**Exercise directions:**
Which lines of the entries below hold the word "None"? Report each of them.

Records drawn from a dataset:
== Segment start ==

use crate::models::config::{LogConfig, LogFormat, LogLevel, LogOutput};
use std::sync::OnceLock;
use tracing_appender::{non_blocking, rolling};
use tracing_subscriber::{
    fmt, layer::SubscriberExt, registry::LookupSpan, reload, util::SubscriberInitExt, EnvFilter,
    Layer, Registry,
};

/// 全局日志级别 reload handle
static LOG_LEVEL_HANDLE: OnceLock<reload::Handle<EnvFilter, Registry>> = OnceLock::new();

type BoxedLayer<S> = Box<dyn Layer<S> + Send + Sync + 'static>;

/// 初始化日志系统
///
/// 执行器的诊断信息（预处理失败、参数数量不匹配、执行错误）都经由这里输出：
/// - 日志级别（trace/debug/info/warn/error），`RUST_LOG` 优先
/// - 输出格式（JSON/纯文本）
/// - 输出目标（控制台/文件/both），文件按天滚动
///
/// 日志级别可以通过 `update_log_level` 动态调整，其余配置需重新启动进程。
///
/// # 示例
/// ```
/// use sqlsession::core::init_logger;
/// use sqlsession::models::config::LogConfig;
///
/// init_logger(&LogConfig::default()).expect("初始化日志系统失败");
/// ```
pub fn init_logger(config: &LogConfig) -> anyhow::Result<()> {
    let (filter_layer, reload_handle) = reload::Layer::new(create_env_filter(config.level));

    if LOG_LEVEL_HANDLE.set(reload_handle).is_err() {
        anyhow::bail!("日志系统已初始化，不能重复初始化");
    }

    let console_layer = matches!(config.output, LogOutput::Console | LogOutput::Both)
        .then(|| create_console_layer(config.format));
    let file_layer = match config.output {
        LogOutput::File | LogOutput::Both => Some(create_file_layer(
            config.format,
            config.file_path.as_deref(),
        )?),
        LogOutput::Console => None,
    };

    Registry::default()
        .with(filter_layer)
        .with(console_layer)
        .with(file_layer)
        .try_init()?;

    tracing::info!(
        level = config.level.as_str(),
        format = ?config.format,
        output = ?config.output,
        file_path = ?config.file_path,
        "日志系统初始化完成"
    );

    Ok(())
}

/// 创建环境过滤器（应用代码使用指定级别，SQLite 驱动使用 WARN）
fn create_env_filter(level: LogLevel) -> EnvFilter {
    EnvFilter::try_from_default_env().unwrap_or_else(|_| {
        EnvFilter::new(format!("sqlsession={},rusqlite=warn", level.as_str()))
    })
}

fn create_console_layer<S>(format: LogFormat) -> BoxedLayer<S>
where
    S: tracing::Subscriber + for<'a> LookupSpan<'a>,
{
    let layer = fmt::layer()
        .with_writer(std::io::stdout)
        .with_target(cfg!(debug_assertions))
        .with_thread_ids(false);

    match format {
        LogFormat::Text => layer.with_ansi(true).boxed(),
        LogFormat::Json => layer.json().boxed(),
    }
}

fn create_file_layer<S>(format: LogFormat, file_path: Option<&str>) -> anyhow::Result<BoxedLayer<S>>
where
    S: tracing::Subscriber + for<'a> LookupSpan<'a>,
{
    let log_dir = get_log_dir(file_path)?;
    let file_appender = rolling::daily(log_dir, "sqlsession");
    let (writer, guard) = non_blocking(file_appender);

    // guard 需与进程同寿命
    Box::leak(Box::new(guard));

    let layer = fmt::layer()
        .with_writer(writer)
        .with_ansi(false)
        .with_target(true);

    Ok(match format {
        LogFormat::Text => layer.boxed(),
        LogFormat::Json => layer.json().with_thread_ids(true).boxed(),
    })
}

/// 获取日志目录
fn get_log_dir(file_path: Option<&str>) -> anyhow::Result<std::path::PathBuf> {
    let dir = match file_path {
        Some(path) => std::path::PathBuf::from(path),
        None => dirs::home_dir()
            .ok_or_else(|| anyhow::anyhow!("无法获取用户主目录"))?
            .join(".sqlsession")
            .join("logs"),
    };

    std::fs::create_dir_all(&dir)?;
    Ok(dir)
}

/// 动态更新日志级别（热重载）
pub fn update_log_level(new_level: LogLevel) -> anyhow::Result<()> {
    let handle = LOG_LEVEL_HANDLE
        .get()
        .ok_or_else(|| anyhow::anyhow!("日志系统未初始化"))?;

    handle
        .reload(create_env_filter(new_level))
        .map_err(|e| anyhow::anyhow!("重载日志级别失败: {}", e))?;

    tracing::info!(new_level = new_level.as_str(), "日志级别已动态更新");
    Ok(())
}
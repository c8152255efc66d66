// lib.rs - 暴露数据访问层给上层业务使用

pub mod core; // 核心基础设施层（日志）
pub mod data; // SQL 数据访问层
pub mod models; // 配置模型

pub use self::core::{init_logger, update_log_level};
pub use data::{
    DataError, FingerprintStrategy, Hydrate, ParamType, Result, Row, Session, SqliteConnection,
    TypeRegistry, Value,
};
pub use models::config::{LogConfig, LogFormat, LogLevel, LogOutput, SessionConfig};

== Segment end ==

**Final answer:**
        LogOutput::Console => None,
        None => dirs::home_dir()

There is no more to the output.